Cherry was born in Oklahoma City in 1936 to an African American father and a Choctaw mother. He moved to Los Angeles in 1940, to the Watts neighborhood on the south side of the city. In his early twenties, he joined Ornette Coleman’s pioneering group, playing on many classic albums—including The Shape of Jazz to Come (1959), Tomorrow Is the Question! (1959), Change of the Century (1960), This Is Our Music (1961), and Free Jazz: A Collective Improvisation (1961). Cherry also recorded with Albert Ayler, performing on legendary albums such as Ghosts (1965) and New York Eye and Ear Control (1965), and appeared on records alongside many other icons of modern jazz, including John Coltrane, Sonny Rollins, Carla Bley, Charlie Haden, Steve Lacy, and Sun Ra.

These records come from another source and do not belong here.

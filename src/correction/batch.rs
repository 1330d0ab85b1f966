/*!
 * Batch correction processing.
 *
 * Texts are corrected in fixed-size batches, one batch at a time. Every
 * failure mode falls back to the uncorrected text so a misbehaving service
 * can never drop or shift a subtitle line.
 */

use log::{info, warn};
use std::sync::Arc;
use std::time::Duration;

use crate::providers::BatchTextCorrector;

/// Texts per batch when nothing else is configured
pub const DEFAULT_BATCH_SIZE: usize = 100;

/// Attempts per batch when nothing else is configured
pub const DEFAULT_MAX_ATTEMPTS: u32 = 3;

/// Pause between failed attempts when nothing else is configured
pub const DEFAULT_RETRY_DELAY: Duration = Duration::from_secs(2);

/// Tuning of the correction pass
#[derive(Debug, Clone, PartialEq)]
pub struct CorrectionOptions {
    /// Number of texts sent per request
    pub batch_size: usize,
    /// Attempts per batch before falling back to the originals
    pub max_attempts: u32,
    /// Fixed delay between failed attempts
    pub retry_delay: Duration,
}

impl Default for CorrectionOptions {
    fn default() -> Self {
        Self {
            batch_size: DEFAULT_BATCH_SIZE,
            max_attempts: DEFAULT_MAX_ATTEMPTS,
            retry_delay: DEFAULT_RETRY_DELAY,
        }
    }
}

/// Result of a correction pass
#[derive(Debug, Clone, Default, PartialEq)]
pub struct CorrectionReport {
    /// Final texts, same length and order as the input
    pub texts: Vec<String>,
    /// Batches whose originals were kept after exhausting all attempts
    pub failed_batches: usize,
    /// Batches discarded because the response had the wrong length
    pub discarded_batches: usize,
    /// Individual blank answers replaced by their original
    pub substituted_entries: usize,
    /// Human readable warnings, in the order they happened
    pub warnings: Vec<String>,
}

impl CorrectionReport {
    fn warn(&mut self, message: String) {
        warn!("{}", message);
        self.warnings.push(message);
    }
}

/// Corrects subtitle texts through a `BatchTextCorrector`
#[derive(Debug, Clone)]
pub struct BatchCorrector {
    /// The correction backend
    corrector: Arc<dyn BatchTextCorrector>,

    /// Batch size and retry policy
    options: CorrectionOptions,
}

impl BatchCorrector {
    /// Create a new batch corrector with the default options
    pub fn new(corrector: Arc<dyn BatchTextCorrector>) -> Self {
        Self::with_options(corrector, CorrectionOptions::default())
    }

    /// Create a new batch corrector; zero batch size or attempts are raised to 1
    pub fn with_options(corrector: Arc<dyn BatchTextCorrector>, options: CorrectionOptions) -> Self {
        Self {
            corrector,
            options: CorrectionOptions {
                batch_size: options.batch_size.max(1),
                max_attempts: options.max_attempts.max(1),
                retry_delay: options.retry_delay,
            },
        }
    }

    pub fn options(&self) -> &CorrectionOptions {
        &self.options
    }

    /// Correct all texts and return only the final strings
    pub async fn correct_texts(&self, texts: &[String]) -> Vec<String> {
        self.correct(texts).await.texts
    }

    /// Correct all texts, batch by batch
    pub async fn correct(&self, texts: &[String]) -> CorrectionReport {
        let mut report = CorrectionReport {
            texts: Vec::with_capacity(texts.len()),
            ..CorrectionReport::default()
        };

        let total_batches = texts.len().div_ceil(self.options.batch_size);
        for (batch_index, batch) in texts.chunks(self.options.batch_size).enumerate() {
            info!(
                "[AI] Sending batch {} of {} ({} texts) for correction",
                batch_index + 1,
                total_batches,
                batch.len()
            );
            let corrected = self.correct_one_batch(batch_index, batch, &mut report).await;
            report.texts.extend(corrected);
        }

        report
    }

    /// Correct a single batch with retry, integrity check and element fallback
    async fn correct_one_batch(
        &self,
        batch_index: usize,
        batch: &[String],
        report: &mut CorrectionReport,
    ) -> Vec<String> {
        let max_attempts = self.options.max_attempts;

        for attempt in 1..=max_attempts {
            match self.corrector.correct_batch(batch).await {
                Ok(corrected) => {
                    if corrected.len() != batch.len() {
                        report.discarded_batches += 1;
                        report.warn(format!(
                            "Batch {}: service returned {} texts but {} were sent; keeping the originals",
                            batch_index + 1,
                            corrected.len(),
                            batch.len()
                        ));
                        return batch.to_vec();
                    }

                    info!("[✓] Batch {} corrected", batch_index + 1);
                    return self.fill_blanks(batch_index, batch, corrected, report);
                }
                Err(e) => {
                    warn!(
                        "Batch {}: correction attempt {} of {} failed: {}",
                        batch_index + 1,
                        attempt,
                        max_attempts,
                        e
                    );
                    if attempt < max_attempts {
                        tokio::time::sleep(self.options.retry_delay).await;
                    }
                }
            }
        }

        report.failed_batches += 1;
        report.warn(format!(
            "Batch {}: all {} correction attempts failed; keeping the originals",
            batch_index + 1,
            max_attempts
        ));
        batch.to_vec()
    }

    /// Replace blank answers with the original text at the same position
    fn fill_blanks(
        &self,
        batch_index: usize,
        batch: &[String],
        mut corrected: Vec<String>,
        report: &mut CorrectionReport,
    ) -> Vec<String> {
        for (position, (text, original)) in corrected.iter_mut().zip(batch).enumerate() {
            if !text.trim().is_empty() {
                continue;
            }
            if !original.trim().is_empty() {
                report.substituted_entries += 1;
                report.warn(format!(
                    "Batch {}: no correction for entry {}; keeping the original",
                    batch_index + 1,
                    position
                ));
            }
            *text = original.clone();
        }
        corrected
    }
}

By the 1970s, Cherry had built up a tremendous reputation in jazz, but he was restless in his studies of other forms of music from around the world. At a young age, he’d become enraptured by shortwave radio, flicking through mysterious music broadcasts from faraway lands. In his thirties, he made a new home in a remote village in Sweden. It wasn’t entirely by choice—in the late 1960s, he and Moki attempted to settle in upstate New York, but racism kept the couple unable to buy a house. They landed in 1970 in Moki’s native Sweden, where they bought an abandoned schoolhouse in the tiny southern town of Tågarp for $4,000, converting it into a unique living space that became a home base for their travels and myriad musical investigations.

Gathering at Tågarp Schoolhouse, ca. 1973. Courtesy Keith and Ingrid Knox.

Blank Forms in New York recently mounted an impressive, multilevel retrospective of the pair’s work, including a small and colorful exhibition in Brooklyn of Moki’s tapestries, paintings, posters, and other ephemera; two newly issued albums of archival recordings from the late 1960s and early 1970s; and a 496-page book, Organic Music Societies, collecting numerous essays, interviews, and color photographs. All of these projects are vital, with the minor quibble that the book’s design, with its nonstandard margins and tight spacing, is difficult to read for those with disabilities like dyslexia and people with eye problems.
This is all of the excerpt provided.